The grants, funded by shareholders, create value for customers and local communities by enhancing educational opportunities, protecting the environment and providing resources for low-income customers. The grants bring Entergy Corporation's total giving for 2015 to approximately $16 million, including $2.1 million from the Entergy Charitable Foundation.

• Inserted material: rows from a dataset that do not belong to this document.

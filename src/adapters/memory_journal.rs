//! In-memory IterationJournal for tests and dry runs.

use std::collections::HashMap;

use async_trait::async_trait;
use tokio::sync::RwLock;
use uuid::Uuid;

use crate::domain::errors::{DomainError, DomainResult};
use crate::domain::models::{JournalEntry, LoopSnapshot, RunManifest};
use crate::domain::ports::IterationJournal;

#[derive(Default)]
struct RunRecord {
    manifest: Option<RunManifest>,
    entries: Vec<JournalEntry>,
    snapshot: Option<LoopSnapshot>,
}

/// Journal kept in process memory. Lost when dropped.
#[derive(Default)]
pub struct InMemoryJournal {
    runs: RwLock<HashMap<Uuid, RunRecord>>,
    order: RwLock<Vec<Uuid>>,
}

impl InMemoryJournal {
    pub fn new() -> Self {
        Self::default()
    }
}

#[async_trait]
impl IterationJournal for InMemoryJournal {
    async fn begin_run(&self, manifest: &RunManifest) -> DomainResult<()> {
        let mut runs = self.runs.write().await;
        if runs.contains_key(&manifest.run_id) {
            return Err(DomainError::JournalOrdering(format!(
                "run {} already exists",
                manifest.run_id
            )));
        }
        runs.insert(
            manifest.run_id,
            RunRecord {
                manifest: Some(manifest.clone()),
                ..RunRecord::default()
            },
        );
        self.order.write().await.push(manifest.run_id);
        Ok(())
    }

    async fn manifest(&self, run_id: Uuid) -> DomainResult<Option<RunManifest>> {
        Ok(self
            .runs
            .read()
            .await
            .get(&run_id)
            .and_then(|r| r.manifest.clone()))
    }

    async fn append(
        &self,
        run_id: Uuid,
        entry: &JournalEntry,
        snapshot: &LoopSnapshot,
    ) -> DomainResult<()> {
        let mut runs = self.runs.write().await;
        let record = runs.get_mut(&run_id).ok_or_else(|| DomainError::RunNotFound(run_id.to_string()))?;

        let duplicate = record.entries.iter().any(|e| {
            e.kind() == entry.kind()
                && e.cycle() == entry.cycle()
                && e.iteration() == entry.iteration()
        });
        if duplicate {
            return Err(DomainError::JournalOrdering(format!(
                "{} entry for cycle {} iteration {} already recorded for run {run_id}",
                entry.kind(),
                entry.cycle(),
                entry.iteration()
            )));
        }

        record.entries.push(entry.clone());
        record.snapshot = Some(snapshot.clone());
        Ok(())
    }

    async fn entries(&self, run_id: Uuid) -> DomainResult<Vec<JournalEntry>> {
        Ok(self
            .runs
            .read()
            .await
            .get(&run_id)
            .map(|r| r.entries.clone())
            .unwrap_or_default())
    }

    async fn snapshot(&self, run_id: Uuid) -> DomainResult<Option<LoopSnapshot>> {
        Ok(self
            .runs
            .read()
            .await
            .get(&run_id)
            .and_then(|r| r.snapshot.clone()))
    }

    async fn runs(&self) -> DomainResult<Vec<RunManifest>> {
        let runs = self.runs.read().await;
        let order = self.order.read().await;
        Ok(order
            .iter()
            .filter_map(|id| runs.get(id).and_then(|r| r.manifest.clone()))
            .collect())
    }
}
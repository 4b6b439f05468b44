//! SQLite implementation of the IterationJournal.

use async_trait::async_trait;
use sqlx::SqlitePool;
use uuid::Uuid;

use crate::domain::errors::{DomainError, DomainResult};
use crate::domain::models::{JournalEntry, LoopSnapshot, RunManifest};
use crate::domain::ports::IterationJournal;

#[derive(Clone)]
pub struct SqliteJournal {
    pool: SqlitePool,
}

impl SqliteJournal {
    pub fn new(pool: SqlitePool) -> Self {
        Self { pool }
    }
}

fn ordering_or_database(err: sqlx::Error, context: String) -> DomainError {
    match &err {
        sqlx::Error::Database(db) if db.is_unique_violation() => DomainError::JournalOrdering(context),
        _ => err.into(),
    }
}

#[async_trait]
impl IterationJournal for SqliteJournal {
    async fn begin_run(&self, manifest: &RunManifest) -> DomainResult<()> {
        let manifest_json = serde_json::to_string(manifest)?;
        sqlx::query("INSERT INTO runs (run_id, manifest, created_at) VALUES (?, ?, ?)")
            .bind(manifest.run_id.to_string())
            .bind(&manifest_json)
            .bind(manifest.created_at.to_rfc3339())
            .execute(&self.pool)
            .await
            .map_err(|e| ordering_or_database(e, format!("run {} already exists", manifest.run_id)))?;
        Ok(())
    }

    async fn manifest(&self, run_id: Uuid) -> DomainResult<Option<RunManifest>> {
        let row: Option<(String,)> = sqlx::query_as("SELECT manifest FROM runs WHERE run_id = ?")
            .bind(run_id.to_string())
            .fetch_optional(&self.pool)
            .await?;
        row.map(|(json,)| serde_json::from_str(&json).map_err(DomainError::from))
            .transpose()
    }

    async fn append(
        &self,
        run_id: Uuid,
        entry: &JournalEntry,
        snapshot: &LoopSnapshot,
    ) -> DomainResult<()> {
        let payload = serde_json::to_string(entry)?;
        let snapshot_json = serde_json::to_string(snapshot)?;
        let mut tx = self.pool.begin().await?;

        sqlx::query(
            r#"INSERT INTO journal_entries (run_id, kind, cycle, iteration, payload, recorded_at)
               VALUES (?, ?, ?, ?, ?, ?)"#,
        )
        .bind(run_id.to_string())
        .bind(entry.kind())
        .bind(i64::from(entry.cycle()))
        .bind(i64::from(entry.iteration()))
        .bind(&payload)
        .bind(entry.recorded_at().to_rfc3339())
        .execute(&mut *tx)
        .await
        .map_err(|e| {
            ordering_or_database(
                e,
                format!(
                    "{} entry for cycle {} iteration {} already recorded for run {run_id}",
                    entry.kind(),
                    entry.cycle(),
                    entry.iteration()
                ),
            )
        })?;

        sqlx::query(
            r#"INSERT INTO loop_snapshots (run_id, phase, cycle, iteration, snapshot, updated_at)
               VALUES (?, ?, ?, ?, ?, ?)
               ON CONFLICT(run_id) DO UPDATE SET
                   phase = excluded.phase,
                   cycle = excluded.cycle,
                   iteration = excluded.iteration,
                   snapshot = excluded.snapshot,
                   updated_at = excluded.updated_at"#,
        )
        .bind(run_id.to_string())
        .bind(snapshot.phase.as_str())
        .bind(i64::from(snapshot.cycle))
        .bind(i64::from(snapshot.iteration))
        .bind(&snapshot_json)
        .bind(snapshot.updated_at.to_rfc3339())
        .execute(&mut *tx)
        .await?;

        tx.commit().await?;
        Ok(())
    }

    async fn entries(&self, run_id: Uuid) -> DomainResult<Vec<JournalEntry>> {
        let rows: Vec<(String,)> =
            sqlx::query_as("SELECT payload FROM journal_entries WHERE run_id = ? ORDER BY seq")
                .bind(run_id.to_string())
                .fetch_all(&self.pool)
                .await?;
        rows.into_iter()
            .map(|(json,)| serde_json::from_str(&json).map_err(DomainError::from))
            .collect()
    }

    async fn snapshot(&self, run_id: Uuid) -> DomainResult<Option<LoopSnapshot>> {
        let row: Option<(String,)> =
            sqlx::query_as("SELECT snapshot FROM loop_snapshots WHERE run_id = ?")
                .bind(run_id.to_string())
                .fetch_optional(&self.pool)
                .await?;
        row.map(|(json,)| serde_json::from_str(&json).map_err(DomainError::from))
            .transpose()
    }

    async fn runs(&self) -> DomainResult<Vec<RunManifest>> {
        let rows: Vec<(String,)> =
            sqlx::query_as("SELECT manifest FROM runs ORDER BY created_at, rowid")
                .fetch_all(&self.pool)
                .await?;
        rows.into_iter()
            .map(|(json,)| serde_json::from_str(&json).map_err(DomainError::from))
            .collect()
    }
}

#[cfg(test)]
mod tests {
    use super::*;
    use crate::adapters::sqlite::connection::create_test_pool;
    use crate::adapters::sqlite::migrations::{all_embedded_migrations, Migrator};
    use crate::domain::models::{
        HubbardKey, HubbardParameterSet, IterationRecord, JobOutcome, LoopDecision, LoopState,
        Site, StageSummary, Structure,
    };
    use chrono::Utc;

    async fn journal() -> SqliteJournal {
        let pool = create_test_pool().await.unwrap();
        Migrator::new(pool.clone())
            .run_embedded_migrations(all_embedded_migrations())
            .await
            .unwrap();
        SqliteJournal::new(pool)
    }

    fn manifest() -> RunManifest {
        let structure = Structure::new(
            [[4.0, 0.0, 0.0], [0.0, 4.0, 0.0], [0.0, 0.0, 4.0]],
            vec![Site::new("Ni", [0.0; 3]).with_hubbard("3d")],
        )
        .unwrap();
        let keys = [HubbardKey::on_site(0, "3d")];
        RunManifest::new(structure, HubbardParameterSet::uniform(&keys, 0.0))
    }

    fn entry(iteration: u32) -> JournalEntry {
        let params = HubbardParameterSet::uniform(&[HubbardKey::on_site(0, "3d")], 1.5);
        JournalEntry::Iteration(IterationRecord {
            cycle: 0,
            iteration,
            input: params.clone(),
            output: Some(params),
            max_delta: Some(1.5),
            ground_state: StageSummary {
                outcome: JobOutcome::Success(()),
                attempts: 1,
                total_energy: Some(-120.5),
                task_count: None,
            },
            extraction: None,
            decision: LoopDecision::Continue,
            failure: None,
            recorded_at: Utc::now(),
        })
    }

    #[tokio::test]
    async fn test_begin_run_and_read_manifest() {
        let journal = journal().await;
        let manifest = manifest();
        journal.begin_run(&manifest).await.unwrap();

        let loaded = journal.manifest(manifest.run_id).await.unwrap();
        assert_eq!(loaded, Some(manifest.clone()));
        assert!(journal.manifest(Uuid::new_v4()).await.unwrap().is_none());

        let err = journal.begin_run(&manifest).await.unwrap_err();
        assert!(matches!(err, DomainError::JournalOrdering(_)));
    }

    #[tokio::test]
    async fn test_append_keeps_order_and_replaces_snapshot() {
        let journal = journal().await;
        let manifest = manifest();
        journal.begin_run(&manifest).await.unwrap();
        let mut state = LoopState::start(&manifest).unwrap();

        for i in 0..3 {
            state.iteration = i + 1;
            journal
                .append(manifest.run_id, &entry(i), &state.snapshot())
                .await
                .unwrap();
        }

        let entries = journal.entries(manifest.run_id).await.unwrap();
        let iterations: Vec<u32> = entries.iter().map(JournalEntry::iteration).collect();
        assert_eq!(iterations, vec![0, 1, 2]);

        let snapshot = journal.snapshot(manifest.run_id).await.unwrap().unwrap();
        assert_eq!(snapshot.iteration, 3);
    }

    #[tokio::test]
    async fn test_duplicate_entry_is_rejected_atomically() {
        let journal = journal().await;
        let manifest = manifest();
        journal.begin_run(&manifest).await.unwrap();
        let mut state = LoopState::start(&manifest).unwrap();

        state.iteration = 1;
        journal
            .append(manifest.run_id, &entry(0), &state.snapshot())
            .await
            .unwrap();

        state.iteration = 7;
        let err = journal
            .append(manifest.run_id, &entry(0), &state.snapshot())
            .await
            .unwrap_err();
        assert!(matches!(err, DomainError::JournalOrdering(_)));

        assert_eq!(journal.entries(manifest.run_id).await.unwrap().len(), 1);
        let snapshot = journal.snapshot(manifest.run_id).await.unwrap().unwrap();
        assert_eq!(snapshot.iteration, 1);
    }

    #[tokio::test]
    async fn test_latest_run_is_most_recent() {
        let journal = journal().await;
        assert_eq!(journal.latest_run().await.unwrap(), None);

        let first = manifest();
        let mut second = manifest();
        second.created_at = first.created_at + chrono::Duration::seconds(5);
        journal.begin_run(&first).await.unwrap();
        journal.begin_run(&second).await.unwrap();

        assert_eq!(journal.runs().await.unwrap().len(), 2);
        assert_eq!(journal.latest_run().await.unwrap(), Some(second.run_id));
    }
}
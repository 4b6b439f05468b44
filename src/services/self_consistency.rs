//! SelfConsistencyLoop - the outer Hubbard self-consistency cycle.
//!
//! Alternates ground-state and parameter-extraction stages until the
//! parameters stop changing, optionally relaxing the structure between
//! cycles. Every finished iteration or relaxation is appended to the
//! journal together with a snapshot before the in-memory state moves on,
//! so a crashed run resumes from its last recorded step.

use chrono::Utc;
use std::collections::BTreeSet;
use std::sync::Arc;
use tracing::{error, info, instrument, warn};
use uuid::Uuid;

use crate::domain::errors::{DomainError, DomainResult};
use crate::domain::models::{
    required_keys, Config, ExtractionSettings, FailureKind, FailureReason, HubbardKey,
    HubbardParameterSet, IterationRecord, JobOutcome, JournalEntry, LoopDecision, LoopPhase,
    LoopState, LoopTermination, NextAction, RelaxationConfig, RelaxationRecord, RunManifest,
    StageConfig, StageSummary, Structure,
};
use crate::domain::ports::{IterationJournal, JobRunner, OutputParser};
use crate::services::convergence::decide;
use crate::services::decomposition::{ExtractionRequest, ParallelDecomposition};
use crate::services::restartable_job::{RestartPolicy, RestartableJob};
use crate::services::stage_jobs::{
    decode_ground_state, ground_state_spec, relaxation_spec, starting_parameters,
};

/// How a run ended, with the structure it ended on.
#[derive(Debug, Clone)]
pub struct LoopReport {
    pub run_id: Uuid,
    pub termination: LoopTermination,
    pub structure: Structure,
    /// Relaxation cycles completed.
    pub cycles: u32,
}

/// Top-level orchestrator.
pub struct SelfConsistencyLoop {
    config: Config,
    ground_state: RestartableJob,
    relax: RestartableJob,
    decomposition: ParallelDecomposition,
    parser: Arc<dyn OutputParser>,
    journal: Arc<dyn IterationJournal>,
    settings: Arc<ExtractionSettings>,
}
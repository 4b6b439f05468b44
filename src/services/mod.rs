//! Service layer: restart handling, decomposition and the outer loop.

pub mod convergence;
pub mod decomposition;
pub mod failure_classifier;
pub mod restartable_job;
pub mod self_consistency;
pub mod stage_jobs;

pub use convergence::{decide, ConvergenceCheck};
pub use decomposition::{
    partition, verify_partition, DecompositionReport, ExtractionRequest, ParallelDecomposition,
    SiteTask, TaskReport,
};
pub use failure_classifier::{
    adjust, classify, classify_parse_error, classify_runner_error, ResourceAdjustment, RetryAction,
};
pub use restartable_job::{JobReport, RestartPolicy, RestartableJob};
pub use self_consistency::{LoopReport, SelfConsistencyLoop};
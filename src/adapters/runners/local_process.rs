//! Local process job runner.
//!
//! Each job runs the configured command for its kind inside its own folder,
//! `<work_dir>/<job id>`, next to a `job.json` describing the job. The
//! command's stdout becomes the job output; files listed in the job's
//! `retrieve` are read back from the folder after a successful exit.
//!
//! Exit status: a wrapper may write a numeric status code to `job.status`
//! in the job folder, which takes precedence over the process exit code.
//! Either is mapped through [`FailureCode::from_code`].

use async_trait::async_trait;
use serde::Serialize;
use std::collections::{BTreeMap, HashMap};
use std::path::{Path, PathBuf};
use std::process::Stdio;
use std::sync::Arc;
use std::time::Duration;
use tokio::process::Command;
use tokio::sync::RwLock;
use tracing::{debug, warn};
use uuid::Uuid;

use crate::domain::errors::{DomainError, DomainResult};
use crate::domain::models::extraction_settings::Namelists;
use crate::domain::models::{
    FailureCode, JobHandle, JobKind, JobPayload, JobSpec, JobStatus, RawOutput, RunnerConfig,
};
use crate::domain::ports::JobRunner;

/// Name of the job description written into each job folder.
pub const JOB_FILE: &str = "job.json";

/// Optional status file a wrapper can leave behind.
pub const STATUS_FILE: &str = "job.status";

#[derive(Serialize)]
struct JobFile<'a> {
    spec: &'a JobSpec,
    #[serde(skip_serializing_if = "Option::is_none")]
    namelists: Option<Namelists>,
}

pub struct LocalProcessRunner {
    config: RunnerConfig,
    statuses: Arc<RwLock<HashMap<Uuid, JobStatus>>>,
}

impl LocalProcessRunner {
    pub fn new(config: RunnerConfig) -> Self {
        Self {
            config,
            statuses: Arc::new(RwLock::new(HashMap::new())),
        }
    }

    fn command_for(&self, kind: JobKind) -> &[String] {
        match kind {
            JobKind::GroundState => &self.config.ground_state_command,
            JobKind::ParameterExtraction => &self.config.extraction_command,
            JobKind::Relaxation => &self.config.relaxation_command,
        }
    }

    /// Folder of a job.
    pub fn job_dir(&self, job_id: Uuid) -> PathBuf {
        Path::new(&self.config.work_dir).join(job_id.to_string())
    }

    async fn write_job_file(&self, dir: &Path, spec: &JobSpec) -> DomainResult<()> {
        let namelists = match &spec.payload {
            JobPayload::ParameterExtraction { settings, .. } => Some(settings.normalized(&spec.solver)?),
            _ => None,
        };
        let document = serde_json::to_string_pretty(&JobFile { spec, namelists })?;
        tokio::fs::write(dir.join(JOB_FILE), document).await?;
        Ok(())
    }

    fn build_command(&self, spec: &JobSpec, dir: &Path) -> DomainResult<Command> {
        let argv = self.command_for(spec.kind());
        let (program, args) = argv.split_first().ok_or_else(|| {
            DomainError::RunnerMisconfigured(format!("no command configured for {} jobs", spec.kind()))
        })?;

        let mut cmd = Command::new(program);
        cmd.args(args)
            .current_dir(dir)
            .stdin(Stdio::null())
            .stdout(Stdio::piped())
            .stderr(Stdio::piped())
            .kill_on_drop(true)
            .env("HUBBARD_SCF_JOB_FILE", dir.join(JOB_FILE))
            .env("HUBBARD_SCF_JOB_LABEL", &spec.label)
            .env("HUBBARD_SCF_NUM_WORKERS", spec.resources.num_workers.to_string())
            .env("HUBBARD_SCF_MEMORY_MB", spec.resources.memory_mb.to_string());

        if let JobPayload::ParameterExtraction { settings, .. } = &spec.payload {
            cmd.args(&settings.cmdline);
        }
        Ok(cmd)
    }
}

/// Run a spawned job to completion and turn the result into a status.
async fn finish(mut cmd: Command, dir: PathBuf, walltime: Duration, retrieve: Vec<String>) -> JobStatus {
    let child = match cmd.spawn() {
        Ok(child) => child,
        Err(e) => {
            warn!(dir = %dir.display(), error = %e, "Failed to spawn job process");
            return JobStatus::Failed(FailureCode::SchedulerUnavailable);
        }
    };

    // Dropping the output future on timeout kills the child.
    let output = match tokio::time::timeout(walltime, child.wait_with_output()).await {
        Ok(Ok(output)) => output,
        Ok(Err(e)) => {
            warn!(dir = %dir.display(), error = %e, "Failed to wait for job process");
            return JobStatus::Failed(FailureCode::NodeFailure);
        }
        Err(_) => {
            warn!(dir = %dir.display(), walltime_secs = walltime.as_secs(), "Job exceeded walltime, killed");
            return JobStatus::Failed(FailureCode::WalltimeExceeded);
        }
    };

    if let Some(code) = read_status_file(&dir).await {
        if code != 0 {
            return JobStatus::Failed(FailureCode::from_code(code));
        }
    } else if !output.status.success() {
        let stderr = String::from_utf8_lossy(&output.stderr);
        debug!(dir = %dir.display(), status = ?output.status.code(), stderr = %stderr.trim(), "Job process failed");
        // Killed by a signal: no exit code.
        return JobStatus::Failed(output.status.code().map_or(FailureCode::NodeFailure, FailureCode::from_code));
    }

    let mut files = BTreeMap::new();
    for name in retrieve {
        match tokio::fs::read_to_string(dir.join(&name)).await {
            Ok(content) => {
                files.insert(name, content);
            }
            Err(e) => {
                warn!(dir = %dir.display(), file = %name, error = %e, "Retrieved file missing");
                return JobStatus::Failed(FailureCode::MissingOutput);
            }
        }
    }

    JobStatus::Succeeded(RawOutput {
        stdout: String::from_utf8_lossy(&output.stdout).into_owned(),
        files,
    })
}

async fn read_status_file(dir: &Path) -> Option<i32> {
    let content = tokio::fs::read_to_string(dir.join(STATUS_FILE)).await.ok()?;
    content.trim().parse().ok()
}

#[async_trait]
impl JobRunner for LocalProcessRunner {
    async fn submit(&self, spec: &JobSpec) -> DomainResult<JobHandle> {
        let dir = self.job_dir(spec.id);
        tokio::fs::create_dir_all(&dir).await?;
        self.write_job_file(&dir, spec).await?;
        let cmd = self.build_command(spec, &dir)?;

        self.statuses.write().await.insert(spec.id, JobStatus::Pending);

        let statuses = Arc::clone(&self.statuses);
        let job_id = spec.id;
        let walltime = Duration::from_secs(spec.resources.walltime_secs);
        let retrieve = spec.retrieve.clone();
        tokio::spawn(async move {
            let status = finish(cmd, dir, walltime, retrieve).await;
            statuses.write().await.insert(job_id, status);
        });

        debug!(job_id = %spec.id, label = %spec.label, "Job submitted");
        Ok(JobHandle::new(spec.id))
    }

    async fn poll(&self, handle: &JobHandle) -> DomainResult<JobStatus> {
        let unknown = || DomainError::UnknownJob(handle.job_id.to_string());
        let mut statuses = self.statuses.write().await;
        let terminal = statuses
            .get(&handle.job_id)
            .map(JobStatus::is_terminal)
            .ok_or_else(unknown)?;
        if !terminal {
            return Ok(JobStatus::Pending);
        }
        // Handed over once; the output is not kept around.
        statuses.remove(&handle.job_id).ok_or_else(unknown)
    }
}
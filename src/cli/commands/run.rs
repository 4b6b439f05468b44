//! `run` command: start or resume a self-consistent run.

use anyhow::{Context, Result};
use clap::Args;
use serde::de::DeserializeOwned;
use serde::Serialize;
use std::path::{Path, PathBuf};
use std::sync::Arc;
use uuid::Uuid;

use crate::adapters::parsers::JsonOutputParser;
use crate::adapters::runners::{LocalProcessRunner, ThrottledRunner};
use crate::adapters::sqlite::open_journal;
use crate::cli::output::{list_table, output, CommandOutput};
use crate::domain::models::{
    Config, ExtractionSettings, HubbardParameterSet, LoopTermination, Structure,
};
use crate::domain::ports::JobRunner;
use crate::services::self_consistency::{LoopReport, SelfConsistencyLoop};

#[derive(Args, Debug)]
#[command(group = clap::ArgGroup::new("source").required(true).args(["structure", "resume"]))]
pub struct RunArgs {
    /// Structure file (JSON or YAML)
    #[arg(short, long)]
    pub structure: Option<PathBuf>,

    /// Starting Hubbard parameters (JSON or YAML list of entries)
    #[arg(short, long, requires = "structure")]
    pub parameters: Option<PathBuf>,

    /// Linear-response settings for the extraction stage (JSON or YAML)
    #[arg(long)]
    pub settings: Option<PathBuf>,

    /// Resume a previously started run
    #[arg(short, long)]
    pub resume: Option<Uuid>,
}

#[derive(Debug, Serialize)]
pub struct RunOutput {
    pub run_id: Uuid,
    pub cycles: u32,
    pub termination: LoopTermination,
}

impl From<&LoopReport> for RunOutput {
    fn from(report: &LoopReport) -> Self {
        Self {
            run_id: report.run_id,
            cycles: report.cycles,
            termination: report.termination.clone(),
        }
    }
}

impl CommandOutput for RunOutput {
    fn to_human(&self) -> String {
        let mut lines = vec![format!("Run: {}", self.run_id)];
        match &self.termination {
            LoopTermination::Converged {
                parameters,
                iterations,
                max_delta,
                ..
            } => {
                lines.push(format!(
                    "Converged after {iterations} iteration(s) in {} relaxation cycle(s)",
                    self.cycles
                ));
                if let Some(delta) = max_delta {
                    lines.push(format!("Last change: {delta:.6} eV"));
                }
                lines.push(parameter_table(parameters));
            }
            LoopTermination::MaxIterationsExceeded {
                parameters,
                iterations,
                max_delta,
                ..
            } => {
                lines.push(format!(
                    "Not converged: iteration budget of {iterations} exhausted (last change {max_delta:.6} eV)"
                ));
                lines.push(parameter_table(parameters));
            }
            LoopTermination::Failed {
                reason,
                cycle,
                iteration,
            } => {
                lines.push(format!(
                    "Failed at cycle {cycle}, iteration {iteration}: {reason}"
                ));
            }
        }
        lines.join("\n")
    }
}

fn parameter_table(parameters: &HubbardParameterSet) -> String {
    let mut table = list_table(&["parameter", "value (eV)"]);
    for (key, value) in parameters.iter() {
        table.add_row(vec![key.to_string(), format!("{value:.4}")]);
    }
    table.to_string()
}

/// Read a JSON or YAML document, chosen by file extension.
pub fn read_document<T: DeserializeOwned>(path: &Path) -> Result<T> {
    let content = std::fs::read_to_string(path)
        .with_context(|| format!("Failed to read {}", path.display()))?;
    let is_yaml = matches!(
        path.extension().and_then(|e| e.to_str()),
        Some("yaml" | "yml")
    );
    if is_yaml {
        serde_yaml::from_str(&content).with_context(|| format!("Invalid YAML in {}", path.display()))
    } else {
        serde_json::from_str(&content).with_context(|| format!("Invalid JSON in {}", path.display()))
    }
}

pub async fn execute(args: RunArgs, config: Config, json_mode: bool) -> Result<()> {
    let settings: ExtractionSettings = match &args.settings {
        Some(path) => read_document(path)?,
        None => ExtractionSettings::default(),
    };

    let journal = open_journal(&config.database)
        .await
        .context("Failed to open the iteration journal")?;

    let runner: Arc<dyn JobRunner> = ThrottledRunner::maybe_wrap(
        Arc::new(LocalProcessRunner::new(config.runner.clone())),
        config.runner.submissions_per_second,
        config.runner.burst_size,
    );

    let scf = SelfConsistencyLoop::new(
        config,
        runner,
        Arc::new(JsonOutputParser::new()),
        Arc::new(journal),
        settings,
    );

    let report = match (args.resume, args.structure) {
        (Some(run_id), _) => scf
            .resume(run_id)
            .await
            .with_context(|| format!("Failed to resume run {run_id}"))?,
        (None, Some(path)) => {
            let structure: Structure = read_document(&path)?;
            let parameters: Option<HubbardParameterSet> =
                args.parameters.as_deref().map(read_document).transpose()?;
            scf.start(structure, parameters)
                .await
                .context("Self-consistent run aborted")?
        }
        (None, None) => anyhow::bail!("either --structure or --resume is required"),
    };

    output(&RunOutput::from(&report), json_mode);
    Ok(())
}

The foundation awards grants in two cycles each year.
Grants awarded to Arkansas organizations in this cycle include:
· $100,000 to the Arkansas chapter of The Nature Conservancy to protect water quality along the Little Maumelle River in the Ranch North Woods Preserve, enhance existing wetlands, reforest portions of fields and reestablish native plants.
· $50,000 to Teach For America, Inc. for recruitment, selection, training and ongoing support to corps member teachers in Arkansas.
· $25,000 to City Year in Little Rock for the Whole School Whole Child Social-Emotional Learning Program at Mabelvale Middle School providing school-wide and targeted culture, social-emotional learning and behavior support actions that foster a positive school climate and promote students' school connectedness, community- and civic-mindedness and self-perception as capable and committed learners.
· $20,000 to the Arkansas STEM Coalition in Little Rock for a Computer Science Leadership Summit allowing business and industry leaders to discuss the importance and relevance of computer science education and digital literacy for Arkansas public and charter school students grades kindergarten through 12.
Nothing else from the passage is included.